The Basics

Posted on: March 15th, 2012 by


When we consider poems in performance we realize that each poem exists over time. Like a blue-print for a building or a music score for a song, the text on the page represents what will exist when that poem is performed. When performed, that poem will exist from its first sound to its final syllable and that what exists has a beginning, a middle, and an end.

So a short poem exists but for a few seconds, however long it takes to say the poem out loud.  A longer poem might last for more than a minute, while an epic poem might continue over hours or even days.  In other words, poems in performance are like four-dimensional creations: they have a voice, a rhythm, a syntax, and that fourth dimension, time.

When we hear a poem performed by someone that four-dimensional quality is quite evident.
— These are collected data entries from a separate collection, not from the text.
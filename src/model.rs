use serde::{Deserialize, Serialize};
use ulid::Ulid;

/// Unix milliseconds — the only time type.
pub type Ms = i64;

/// Hours elapsed between two instants, from whole seconds, rounded to
/// 3 decimal places (half-up at the 4th decimal). All billing arithmetic
/// consumes hours in this form.
pub fn hours_between(start: Ms, end: Ms) -> f64 {
    debug_assert!(start <= end, "elapsed interval must not be negative");
    let secs = (end - start) / 1000;
    round_milli_hours(secs as f64 / 3600.0)
}

/// Round to 3 decimal places, half-up at the 4th decimal.
pub fn round_milli_hours(hours: f64) -> f64 {
    (hours * 1000.0 + 0.5).floor() / 1000.0
}

/// Size class shared by vehicles and spaces. The ordering is the parking
/// rule: a vehicle fits any space of its own class or larger.
#[derive(Debug, Clone, Copy, PartialEq, Eq, PartialOrd, Ord, Hash, Serialize, Deserialize)]
pub enum Size {
    Small,
    Medium,
    Large,
}

impl Size {
    pub fn fits_in(self, space: Size) -> bool {
        self <= space
    }
}

#[derive(Debug, Clone, PartialEq, Eq, Serialize, Deserialize)]
pub struct Vehicle {
    pub id: Ulid,
    /// Unique registration plate.
    pub plate: String,
    pub size: Size,
}

#[derive(Debug, Clone, PartialEq, Eq, Serialize, Deserialize)]
pub struct Entrance {
    pub id: Ulid,
    pub name: String,
}

#[derive(Debug, Clone, PartialEq, Eq, Serialize, Deserialize)]
pub struct Space {
    pub id: Ulid,
    pub name: String,
    pub size: Size,
}

/// Join of (entrance, space) with the walking distance between them.
/// Unique per pair — a space cannot be assigned twice to the same entrance.
#[derive(Debug, Clone, Copy, PartialEq, Eq, Serialize, Deserialize)]
pub struct EntranceSpace {
    pub entrance_id: Ulid,
    pub space_id: Ulid,
    pub distance: u32,
}

#[derive(Debug, Clone, Copy, PartialEq, Eq, Serialize, Deserialize)]
pub enum TicketStatus {
    Active,
    Completed,
}

/// Billing record for one continuous (or reuse-linked) parking episode of
/// a vehicle. Carries the cumulative counters the rate engine reconciles
/// against across repeated sessions.
#[derive(Debug, Clone, PartialEq, Serialize, Deserialize)]
pub struct Ticket {
    pub id: Ulid,
    /// Monotonic issue sequence, printed on the physical ticket.
    pub number: u64,
    pub vehicle_id: Ulid,
    pub status: TicketStatus,
    pub created_at: Ms,
    /// Set only while the ticket is Completed.
    pub completed_at: Option<Ms>,
    /// The Started session, if any. Updated transactionally on session
    /// start/stop instead of being re-derived by scanning.
    pub current_session: Option<Ulid>,
    /// Total amount billed across all sessions of this ticket.
    pub total_cost: i64,
    /// Unrounded elapsed hours billed so far.
    pub actual_hours: f64,
    /// Ceiling-rounded hours already charged for.
    pub paid_hours: f64,
    /// `paid_hours - actual_hours`: paid-but-unused buffer that absorbs
    /// short follow-up sessions at no extra charge.
    pub remaining_hours: f64,
}

impl Ticket {
    pub fn issue(id: Ulid, number: u64, vehicle_id: Ulid, now: Ms) -> Self {
        Self {
            id,
            number,
            vehicle_id,
            status: TicketStatus::Active,
            created_at: now,
            completed_at: None,
            current_session: None,
            total_cost: 0,
            actual_hours: 0.0,
            paid_hours: 0.0,
            remaining_hours: 0.0,
        }
    }

    /// Flip a Completed ticket back to Active, keeping every cumulative
    /// counter — the vehicle is treated as never having left.
    pub fn reactivate(&mut self) {
        self.status = TicketStatus::Active;
        self.completed_at = None;
    }

    /// Fold a just-ended session into the cumulative counters and close
    /// the ticket.
    pub fn apply_checkout(&mut self, session: &ParkingSession, now: Ms) {
        self.total_cost += session.cost;
        self.actual_hours += session.paid_hours;
        self.paid_hours += session.paid_hours.ceil();
        self.remaining_hours = self.paid_hours - self.actual_hours;
        self.status = TicketStatus::Completed;
        self.completed_at = Some(now);
        self.current_session = None;
    }
}

#[derive(Debug, Clone, Copy, PartialEq, Eq, Serialize, Deserialize)]
pub enum SessionStatus {
    Started,
    Ended,
}

/// One physical occupancy interval of a single space under a single
/// ticket. A space is occupied iff it has a Started session — there is no
/// independent "occupied" flag.
#[derive(Debug, Clone, PartialEq, Serialize, Deserialize)]
pub struct ParkingSession {
    pub id: Ulid,
    pub ticket_id: Ulid,
    pub entrance_id: Ulid,
    pub space_id: Ulid,
    pub status: SessionStatus,
    pub started_at: Ms,
    pub ended_at: Option<Ms>,
    pub cost: i64,
    /// Elapsed hours of this session.
    pub total_hours: f64,
    /// Hours actually charged in this session.
    pub paid_hours: f64,
}

impl ParkingSession {
    pub fn start(id: Ulid, ticket_id: Ulid, entrance_id: Ulid, space_id: Ulid, now: Ms) -> Self {
        Self {
            id,
            ticket_id,
            entrance_id,
            space_id,
            status: SessionStatus::Started,
            started_at: now,
            ended_at: None,
            cost: 0,
            total_hours: 0.0,
            paid_hours: 0.0,
        }
    }
}

// ── Query result types ───────────────────────────────────────────

/// A space joined to an entrance, with the distance of that link.
#[derive(Debug, Clone, PartialEq, Eq, Serialize, Deserialize)]
pub struct SpaceWithDistance {
    pub space: Space,
    pub distance: u32,
}

/// Result of a successful vehicle entry.
#[derive(Debug, Clone, PartialEq, Serialize, Deserialize)]
pub struct Entry {
    pub ticket: Ticket,
    pub space: Space,
    pub session: ParkingSession,
}

/// Result of a successful vehicle exit: the finalized ticket and the
/// session it just paid for.
#[derive(Debug, Clone, PartialEq, Serialize, Deserialize)]
pub struct Checkout {
    pub ticket: Ticket,
    pub session: ParkingSession,
}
When we perform it for ourselves—in our own mind—we don’t realize that the poem’s first line no longer exists by the time we get to the poem’s conclusion, but that’s why we frequently have to go back to the beginning to recreate how the poem started.

Now, like all four-dimensional creations, a poem’s being changes over time. The poem’s first line presents a state of being that is distinct and unique. As the poem presents new details for the listener to consider, those details change the being of the poem, within the poem itself as well as within the imagination of the listener.  Some details change the poem’s being but a little, while some alter that being a great deal.

The poems under construction or consideration follow.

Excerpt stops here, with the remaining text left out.